OCP’s local subsidiary is the largest private employer in Western Sahara with 2,200 staff employed and 50 other local companies being supported. The hospitals, schools and social programmes reflect the net inward investment from Morocco into Western Sahara rather than the other way around.

In an area of few other opportunities, simply stopping the trade in phosphate would impact on the livelihoods of many people in Western Sahara.

We believe the key to the decades-old territorial dispute has to lie with the United Nations. We strongly support their efforts to encourage a political settlement which is the best way to help all the local people in the region.

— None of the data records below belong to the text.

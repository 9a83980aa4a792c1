use super::{CmdMessage, CmdResult};
use crate::catalog::Catalog;
use crate::error::Result;
use crate::lang::{parse_modification, ModOp, Modification};
use crate::model::DocumentId;
use crate::store::MetaStore;

/// Parses a modification line and applies it to the selected
/// documents. Unless this is a dry run, the updated state is persisted
/// before returning.
pub fn run<S: MetaStore>(
    catalog: &mut Catalog,
    store: &mut S,
    ids: &[DocumentId],
    line: &str,
    dry_run: bool,
) -> Result<CmdResult> {
    let modification = parse_modification(line)?;
    apply(catalog, store, ids, &modification, dry_run)
}

/// The deprecated untag flow: plain tag names become remove-tag
/// operations.
pub fn run_untag<S: MetaStore>(
    catalog: &mut Catalog,
    store: &mut S,
    ids: &[DocumentId],
    names: &[String],
) -> Result<CmdResult> {
    let ops = names
        .iter()
        .map(|name| ModOp::RemoveTag(name.clone()))
        .collect();
    apply(catalog, store, ids, &Modification::new(ops), false)
}

/// Overwrites one document's description.
pub fn set_description<S: MetaStore>(
    catalog: &mut Catalog,
    store: &mut S,
    id: &DocumentId,
    text: String,
) -> Result<CmdResult> {
    let modification = Modification::new(vec![ModOp::SetDescription(text)]);
    apply(catalog, store, std::slice::from_ref(id), &modification, false)
}

fn apply<S: MetaStore>(
    catalog: &mut Catalog,
    store: &mut S,
    ids: &[DocumentId],
    modification: &Modification,
    dry_run: bool,
) -> Result<CmdResult> {
    let docs = catalog.apply_modification(ids, modification, dry_run)?;

    let mut result = CmdResult::default().with_docs(docs);
    if dry_run {
        result.add_message(CmdMessage::info("Dry run; nothing was saved."));
    } else {
        store.save(&catalog.to_metadata())?;
    }
    Ok(result)
}

#[cfg(test)]
mod tests {
    use super::*;
    use crate::config::SnapzConfig;
    use crate::error::SnapzError;
    use crate::model::{Document, Metadata};
    use crate::store::memory::InMemoryStore;

    fn setup() -> (Catalog, InMemoryStore) {
        let mut metadata = Metadata::default();
        metadata.docs.insert(
            "24-01-15:143-527".into(),
            Document::new("24-01-15:143-527", "pics/2024-01-15_14-35-27.png"),
        );
        let mut store = InMemoryStore::new();
        store.save(&metadata).unwrap();
        let mut catalog = Catalog::from_metadata(metadata, SnapzConfig::default());
        catalog.rebuild_indexes();
        (catalog, store)
    }

    fn id() -> Vec<DocumentId> {
        vec!["24-01-15:143-527".to_string()]
    }

    #[test]
    fn test_tag_applies_and_persists() {
        let (mut catalog, mut store) = setup();
        let result = run(&mut catalog, &mut store, &id(), "color:red starred", false).unwrap();

        assert_eq!(result.docs[0].tag_summary(), "color:red, starred");
        let persisted = store.load().unwrap();
        assert!(persisted.docs["24-01-15:143-527"].tags.contains_key("color"));
    }

    #[test]
    fn test_dry_run_does_not_persist() {
        let (mut catalog, mut store) = setup();
        let result = run(&mut catalog, &mut store, &id(), "color:red", true).unwrap();

        assert!(result.docs[0].tags.contains_key("color"));
        assert!(!result.messages.is_empty());
        let persisted = store.load().unwrap();
        assert!(persisted.docs["24-01-15:143-527"].tags.is_empty());
    }

    #[test]
    fn test_conflict_leaves_persisted_state_alone() {
        let (mut catalog, mut store) = setup();
        run(&mut catalog, &mut store, &id(), "status:[a b]", false).unwrap();

        let err = run(&mut catalog, &mut store, &id(), "status:c", false).unwrap_err();
        assert!(matches!(err, SnapzError::SoftSetConflict { .. }));
        let persisted = store.load().unwrap();
        assert_eq!(persisted.docs["24-01-15:143-527"].tags["status"].len(), 2);
    }

    #[test]
    fn test_parse_error_stops_before_applying() {
        let (mut catalog, mut store) = setup();
        assert!(run(&mut catalog, &mut store, &id(), "a:", false).is_err());
        assert!(catalog.document("24-01-15:143-527").unwrap().tags.is_empty());
    }

    #[test]
    fn test_untag_removes_names() {
        let (mut catalog, mut store) = setup();
        run(&mut catalog, &mut store, &id(), "a b:c", false).unwrap();
        let result = run_untag(
            &mut catalog,
            &mut store,
            &id(),
            &["a".to_string(), "b".to_string()],
        )
        .unwrap();

        assert!(result.docs[0].tags.is_empty());
        let persisted = store.load().unwrap();
        assert!(persisted.docs["24-01-15:143-527"].tags.is_empty());
    }

    #[test]
    fn test_set_description_overwrites() {
        let (mut catalog, mut store) = setup();
        set_description(
            &mut catalog,
            &mut store,
            &"24-01-15:143-527".to_string(),
            "the login page\n".to_string(),
        )
        .unwrap();

        let persisted = store.load().unwrap();
        assert_eq!(
            persisted.docs["24-01-15:143-527"].description.as_deref(),
            Some("the login page\n")
        );
    }
}
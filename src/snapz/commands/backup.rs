use std::fs::File;
use std::io::Write;
use std::path::Path;

use flate2::write::GzEncoder;
use flate2::Compression;

use super::{CmdMessage, CmdResult};
use crate::config::CONFIG_FILENAME;
use crate::error::Result;
use crate::pictures::PICS_DIR;
use crate::store::fs::METADATA_FILENAME;
use crate::timestamp::Timestamp;

pub const BACKUP_DIR: &str = "backup";

/// Archives the pictures and both state files into
/// `backup/<timestamp>.tar.gz` under the workspace root.
pub fn run(root: &Path) -> Result<CmdResult> {
    let dest_dir = root.join(BACKUP_DIR);
    std::fs::create_dir_all(&dest_dir)?;

    let file_name = format!("{}.tar.gz", Timestamp::now().formatted());
    let file = File::create(dest_dir.join(&file_name))?;
    write_archive(file, root)?;

    let mut result = CmdResult::default();
    result.add_message(CmdMessage::success(format!(
        "Backed up to: {BACKUP_DIR}/{file_name}"
    )));
    Ok(result)
}

fn write_archive<W: Write>(writer: W, root: &Path) -> Result<()> {
    let enc = GzEncoder::new(writer, Compression::default());
    let mut tar = tar::Builder::new(enc);

    tar.append_dir_all(PICS_DIR, root.join(PICS_DIR))?;
    for name in [METADATA_FILENAME, CONFIG_FILENAME] {
        let path = root.join(name);
        if path.exists() {
            tar.append_path_with_name(&path, name)?;
        }
    }

    tar.finish()?;
    Ok(())
}

#[cfg(test)]
mod tests {
    use super::*;
    use std::fs;

    fn workspace() -> tempfile::TempDir {
        let dir = tempfile::tempdir().unwrap();
        fs::create_dir(dir.path().join(PICS_DIR)).unwrap();
        fs::write(
            dir.path().join(PICS_DIR).join("2024-01-15_14-35-27.png"),
            b"png",
        )
        .unwrap();
        fs::write(dir.path().join(METADATA_FILENAME), "{}").unwrap();
        dir
    }

    #[test]
    fn test_write_archive_produces_gzip() {
        let dir = workspace();
        let mut buf = Vec::new();
        write_archive(&mut buf, dir.path()).unwrap();

        assert!(!buf.is_empty());
        // Gzip header magic.
        assert_eq!(buf[0], 0x1f);
        assert_eq!(buf[1], 0x8b);
    }

    #[test]
    fn test_run_creates_backup_file() {
        let dir = workspace();
        let result = run(dir.path()).unwrap();

        let entries: Vec<_> = fs::read_dir(dir.path().join(BACKUP_DIR))
            .unwrap()
            .map(|e| e.unwrap().file_name().to_string_lossy().into_owned())
            .collect();
        assert_eq!(entries.len(), 1);
        assert!(entries[0].ends_with(".tar.gz"));
        assert!(result.messages[0].content.contains("Backed up to"));
    }

    #[test]
    fn test_missing_config_is_skipped() {
        let dir = workspace();
        let mut buf = Vec::new();
        // No .snapz-config on disk; the archive still writes.
        write_archive(&mut buf, dir.path()).unwrap();
        assert!(!buf.is_empty());
    }
}
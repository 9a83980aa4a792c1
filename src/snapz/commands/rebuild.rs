use super::{CmdMessage, CmdResult};
use crate::catalog::Catalog;
use crate::error::Result;
use crate::store::MetaStore;

/// Rebuilds both indexes from the live documents and persists.
pub fn run<S: MetaStore>(catalog: &mut Catalog, store: &mut S) -> Result<CmdResult> {
    catalog.rebuild_indexes();
    store.save(&catalog.to_metadata())?;

    let mut result = CmdResult::default();
    result.add_message(CmdMessage::success("Done"));
    Ok(result)
}
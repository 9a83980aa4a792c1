use thiserror::Error;

#[derive(Error, Debug)]
pub enum SnapzError {
    #[error("Document with id \"{0}\" does not exist")]
    DocumentNotFound(String),

    #[error("Parse error at position {position}: {message}")]
    Parse { position: usize, message: String },

    #[error(
        "Unable to soft set tag \"{name}\" holding [{}] with [{}]; use \"{name}:=\" to overwrite",
        .existing.join(" "),
        .incoming.join(" ")
    )]
    SoftSetConflict {
        name: String,
        existing: Vec<String>,
        incoming: Vec<String>,
    },

    #[error("\"{0}\" is not defined as a secondary index in .snapz-config")]
    ConfigInconsistency(String),

    #[error("Invalid id format: \"{0}\"")]
    InvalidId(String),

    #[error("IO error: {0}")]
    Io(#[from] std::io::Error),

    #[error("Serialization error: {0}")]
    Serialization(#[from] serde_json::Error),

    #[error("Store error: {0}")]
    Store(String),

    #[error("Api Error: {0}")]
    Api(String),
}

impl SnapzError {
    /// Builds a parse error for a grammar position where something
    /// specific was expected.
    pub fn expected(position: usize, what: impl AsRef<str>) -> Self {
        SnapzError::Parse {
            position,
            message: format!("expected {}", what.as_ref()),
        }
    }
}

pub type Result<T> = std::result::Result<T, SnapzError>;
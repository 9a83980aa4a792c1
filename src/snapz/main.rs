use chrono::Local;
use clap::Parser;
use colored::*;
use snapz::api::{CmdMessage, IndexRow, MessageLevel, SnapzApi};
use snapz::commands;
use snapz::config::SnapzConfig;
use snapz::editor;
use snapz::error::{Result, SnapzError};
use snapz::model::Document;
use snapz::pictures;
use snapz::store::fs::FileStore;
use snapz::timestamp::Timestamp;

mod args;
use args::{Cli, Commands};

const DESCRIBE_FILENAME: &str = "DESCRIBE.md";
const DOCUMENT_FILENAME: &str = "DOCUMENT.txt";

fn main() {
    if let Err(e) = run() {
        eprintln!("Error: {}", e);
        std::process::exit(1);
    }
}

struct AppContext {
    api: SnapzApi<FileStore>,
}

fn run() -> Result<()> {
    let cli = Cli::parse();
    let mut ctx = init_context()?;

    match cli.command {
        Commands::List { n } => handle_list(&ctx, n),
        Commands::Get { id, latest } => handle_get(&ctx, id, latest),
        Commands::Latest => handle_deprecated_latest(&ctx, "latest"),
        Commands::Last => handle_deprecated_latest(&ctx, "last"),
        Commands::Search { query } => handle_search(&ctx, query),
        Commands::Tag {
            id,
            modification,
            dry_run,
        } => handle_tag(&mut ctx, id, modification, dry_run),
        Commands::Untag { id, tag_names } => handle_untag(&mut ctx, id, tag_names),
        Commands::Describe { id, latest } => handle_describe(&mut ctx, id, latest),
        Commands::Document { tag_name } => handle_document(&mut ctx, tag_name),
        Commands::Index { tag_names } => handle_index(&ctx, tag_names),
        Commands::RebuildIndex => handle_rebuild_index(&mut ctx),
        Commands::Backup => handle_backup(&ctx),
    }
}

fn init_context() -> Result<AppContext> {
    let pictures = pictures::discover()?;
    let config = SnapzConfig::load(".")?;
    let store = FileStore::new(".");
    let api = SnapzApi::initialize(store, ".", &pictures, config)?;
    Ok(AppContext { api })
}

fn handle_list(ctx: &AppContext, n: Option<u32>) -> Result<()> {
    let count = n.map(|n| n as usize).unwrap_or(commands::list::DEFAULT_COUNT);
    let result = ctx.api.list(count)?;
    print_docs(&result.docs);
    print_messages(&result.messages);
    Ok(())
}

fn handle_get(ctx: &AppContext, id: Option<String>, latest: bool) -> Result<()> {
    let result = match (id, latest) {
        (Some(id), false) => ctx.api.get(&id)?,
        (None, true) => ctx.api.latest()?,
        _ => return Err(SnapzError::Api("Invalid input".into())),
    };
    print_docs(&result.docs);
    print_messages(&result.messages);
    Ok(())
}

fn handle_deprecated_latest(ctx: &AppContext, name: &str) -> Result<()> {
    print_messages(&[CmdMessage::warning(format!(
        "Command \"{name}\" is deprecated. Use \"get --latest\" instead.\n"
    ))]);
    let result = ctx.api.latest()?;
    print_docs(&result.docs);
    print_messages(&result.messages);
    Ok(())
}

fn handle_search(ctx: &AppContext, query: Vec<String>) -> Result<()> {
    let result = ctx.api.search(&query.join(" "))?;
    print_docs(&result.docs);
    print_messages(&result.messages);
    Ok(())
}

fn handle_tag(
    ctx: &mut AppContext,
    id: String,
    modification: Vec<String>,
    dry_run: bool,
) -> Result<()> {
    let line = modification.join(" ");
    let result = ctx
        .api
        .tag(std::slice::from_ref(&id), &line, dry_run)?;
    print_docs(&result.docs);
    print_messages(&result.messages);
    Ok(())
}

fn handle_untag(ctx: &mut AppContext, id: String, tag_names: Vec<String>) -> Result<()> {
    print_messages(&[CmdMessage::warning(
        "Command \"untag\" is deprecated. Use \"tag\" instead.\n".to_string(),
    )]);
    let result = ctx.api.untag(std::slice::from_ref(&id), &tag_names)?;
    print_docs(&result.docs);
    print_messages(&result.messages);
    Ok(())
}

fn handle_describe(ctx: &mut AppContext, id: Option<String>, latest: bool) -> Result<()> {
    let doc = match (id, latest) {
        (Some(id), false) => ctx.api.get(&id)?.docs.into_iter().next(),
        (None, true) => ctx.api.latest()?.docs.into_iter().next(),
        _ => {
            return Err(SnapzError::Api(
                "Must provide exactly one of \"--latest\" or <id>".into(),
            ))
        }
    };
    let Some(doc) = doc else {
        print_docs(&[]);
        return Ok(());
    };

    let initial = doc.description.clone().unwrap_or_default();
    let buffer = editor::edit_buffer(DESCRIBE_FILENAME, &initial)?;

    let result = ctx.api.set_description(&doc.id, buffer)?;
    print_docs(&result.docs);
    print_messages(&result.messages);
    Ok(())
}

fn handle_document(ctx: &mut AppContext, tag_name: Option<String>) -> Result<()> {
    let entries = ctx.api.document_entries(tag_name.as_deref())?;
    let formatted = commands::document::format_entries(&entries);
    let buffer = editor::edit_buffer(DOCUMENT_FILENAME, &formatted)?;

    let result = ctx.api.update_documentation(tag_name.as_deref(), &buffer)?;
    print_messages(&result.messages);
    Ok(())
}

fn handle_index(ctx: &AppContext, tag_names: Vec<String>) -> Result<()> {
    let result = ctx.api.index(&tag_names)?;
    print_index_rows(&result.index_rows);
    print_messages(&result.messages);
    Ok(())
}

fn handle_rebuild_index(ctx: &mut AppContext) -> Result<()> {
    let result = ctx.api.rebuild_index()?;
    print_messages(&result.messages);
    Ok(())
}

fn handle_backup(ctx: &AppContext) -> Result<()> {
    let result = ctx.api.backup()?;
    print_messages(&result.messages);
    Ok(())
}

fn print_messages(messages: &[CmdMessage]) {
    for message in messages {
        match message.level {
            MessageLevel::Info => println!("{}", message.content.dimmed()),
            MessageLevel::Success => println!("{}", message.content.green()),
            MessageLevel::Warning => println!("{}", message.content.yellow()),
            MessageLevel::Error => println!("{}", message.content.red()),
        }
    }
}

fn print_docs(docs: &[Document]) {
    if docs.is_empty() {
        println!("No documents found.");
        return;
    }

    let divider = "-".repeat(40);
    for (i, doc) in docs.iter().enumerate() {
        if i > 0 {
            println!("{}", divider);
        }
        print_doc(doc);
    }

    let noun = if docs.len() == 1 {
        "document"
    } else {
        "documents"
    };
    println!("{}", format!("{} {}", docs.len(), noun).dimmed());
}

fn print_doc(doc: &Document) {
    match format_age(doc) {
        Some(age) => println!("Id   | {}  {}", doc.id, age.dimmed()),
        None => println!("Id   | {}", doc.id),
    }
    println!("File | {}", doc.file_path);
    println!("Tags | {}", doc.tag_summary());

    // Descriptions are stored verbatim; trim only for display.
    if let Some(description) = doc.description.as_deref() {
        let description = description.trim_end();
        if !description.is_empty() {
            println!("Desc | {}", description);
        }
    }
}

fn format_age(doc: &Document) -> Option<String> {
    let timestamp = Timestamp::parse_id(&doc.id).ok()?;
    let age = Local::now()
        .naive_local()
        .signed_duration_since(timestamp.datetime());

    let formatter = timeago::Formatter::new();
    Some(formatter.convert(age.to_std().unwrap_or_default()))
}

fn print_index_rows(rows: &[IndexRow]) {
    for row in rows {
        println!("  {}", row.name);
        for value in &row.values {
            println!("    {}", value);
        }
    }
}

Background on Western Sahara

On Phosphate
Without phosphate fertilisers, NZ rural production would fall at least 50% which equates to a $10 billion per year hit to the economy. Over 75% of the known world’s reserves of phosphate rock are in Morocco and Western Sahara. Only 2% of the known reserves are in Western Sahara.

On PhosBoucraa
PhosBoucraa is a subsidiary of OCP and the largest employer in Western Sahara. We’ve been visiting the region for 20 years now and seen huge development of infrastructure over that time. We have met many of the employees who have directly benefited from the social, health and educational programmes that OCP continue to deliver. OCP’s programmes are detailed here on their website and via twitter #OCP.

On the local people
Some headlines seem to be dominated by the Saharawi people in camps on the Algerian side of the border. But there are two sides to the story and the “forgotten” group of locals are Saharawi who are in the Moroccan-administered area. These families are benefiting from OCP’s massive investment in the community including schools, hospitals and social programmes.

It’s by no means clear how the Saharawi on the Algerian side of the border benefit from those on the other side of the border potentially losing their livelihoods. In a part of the world where political and economic instability can rapidly degenerate, it’s best not to ignore the complexity of the situation.

On logistics / shipping
Our whole team has been calibrating the supply and manufacturing chain to minimise potential disruption. At any one time, we have up to 10 ships on the water carrying all kinds of different fertiliser. We average 35-40 shipments from all over the world including other countries that provide phosphate rock such as Vietnam and Christmas Island.

We deal with OCP as the world’s largest supplier of phosphate rock and some of this is sourced from the Boucraa mine in Western Sahara.

In summary
A post-colonial dispute between Morocco and the Polisario Front backed by Algeria has turned into a stalemate with the UN so far failing to mediate a solution. Also included on the list of non-self-governing territories by the UN Charter, but under dispute are, Gibraltar (administrated by UK, but disputed by Spain), and The Falkland Islands (administered by UK, but disputed by Argentina).

· We’re not convinced that the actions of two farmer-owned co-operatives on the other side of the world will change a 40 year-old political stalemate that the UN has so far failed to resolve.

· We continue to monitor the activities of OCP to ensure they continue to comply with the UN framework.

· We support the efforts by the UN to progress a solution that will benefit people on both sides of the current border.